Kleine Kulturgeschichte der Zeit

Kultur / 05.07.2019 • 18:19 Uhr / 3 Minuten Lesezeit
Die Macht des WillensUlrich SiegHanser Verlag430 Seiten

Die Macht des Willens

Ulrich Sieg

Hanser Verlag

430 Seiten

Neue Biografie über die Schwester von Friedrich Nietzsche.

Biografie Die Szene muss gespenstisch gewesen sein: Während Elisabeth Förster-Nietzsche im Erdgeschoss des Elternhauses in Naumburg das Archiv ihres Bruders Friedrich Nietzsche einrichtete, drangen aus dem Obergeschoss immer wieder die Schreie des kranken Philosophen durch das Haus. Gleichzeitig begann sich seine Schwester als „Lordsiegelbewahrerin“ seiner Werke in die Geschichte ihres Bruders einzuschreiben – mit zum Teil fatalen Folgen, weil sie auch Originaldokumente fälschte oder sogar vernichtete, was die Verklärung und Verzerrung des Nietzsche-Bildes in der Kaiser- und Nazi-Zeit begünstigte.

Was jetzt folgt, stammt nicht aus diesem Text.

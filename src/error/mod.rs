mod app_error;
mod constraint_parser;
mod database_converter;

pub use app_error::{AppError, AppResult, ValidationFieldError};
pub use constraint_parser::ConstraintParser;
pub use database_converter::DatabaseErrorConverter;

Der Marburger Historiker Ulrich Sieg bescheinigt Förster-Nietzsche in seiner neuen Biografie („Die Macht des Willens – Elisabeth Förster-Nietzsche und ihre Welt“) fehlende wissenschaftliche Schulung und sogar verbrecherische Energie im Umgang mit dem Nachlass ihres Bruders, gleichzeitig aber auch erstaunliche Selbstbehauptung und Willensstärke in einer von Männern dominierten Akademikerwelt.  Viele Nietzsche-Handschriften wären ohne Elisabeths energischen Einsatz nicht entdeckt und erschlossen worden, betont Sieg.

Die neue Biografie ist auch eine kleine Kulturgeschichte der Zeit und wirft auch die Frage auf, wie die Schwester des Philosophen es eigentlich geschafft hat, „zu den erfolgreichen Figuren des Fin de Siècle zu gehören“. Förster-Nietzsche führte ein „offenes Haus“ für Schriftsteller, Musiker und Maler in Weimar. Es gab später Stimmen, die sich gegen überzogene Schuldzuweisungen gegen Elisabeth Förster-Nietzsche vor allem nach 1945 wandten. Auch die neue Biografie bemüht sich um ein differenziertes Bild mit intensiven Recherchen und neuen Dokumenten bis hin zum Südamerika-Abenteuer des Ehepaars Förster, das der Mann nicht überlebte. „Wir werden eine arische Herrenrasse züchten, hier in den Wäldern Südamerikas“, schrieben sie.  Sieg bemüht sich, einer „abgründigen Figur“ und „Schlüsselgestalt der Moderne“ ohne Klischees und Vorurteile nahezukommen und gerecht zu werden. Dabei gelingt ihm ein gut lesbares Panorama eines aufregenden Lebens, was angesichts der doch sehr anspruchsvollen Materie nicht selbstverständlich ist. Bei aller Verherrlichung ihres Bruders, dem die Schwester im praktischen Alltag eine unverzichtbare Hilfe war, hebt Sieg auch die weltanschaulichen Differenzen hervor. Der Philosoph teilte weder den fanatischen Antisemitismus seiner Schwester noch die nationale Deutschtümelei.

Vermutlich haben auch die Eingriffe in Nietzsches Schriften zum Bild Nietzsches in der NS-Zeit als „Denker des deutschen Volkes“, als Philosoph des „Willens zur Macht“ und des „Übermenschen“, beigetragen. Obwohl Hitler das Nietzsche-Archiv förderte, bezweifeln viele, ob er die Werke  wirklich gelesen hat, wie manche andere Nietzsche-Bewunderer wohl auch.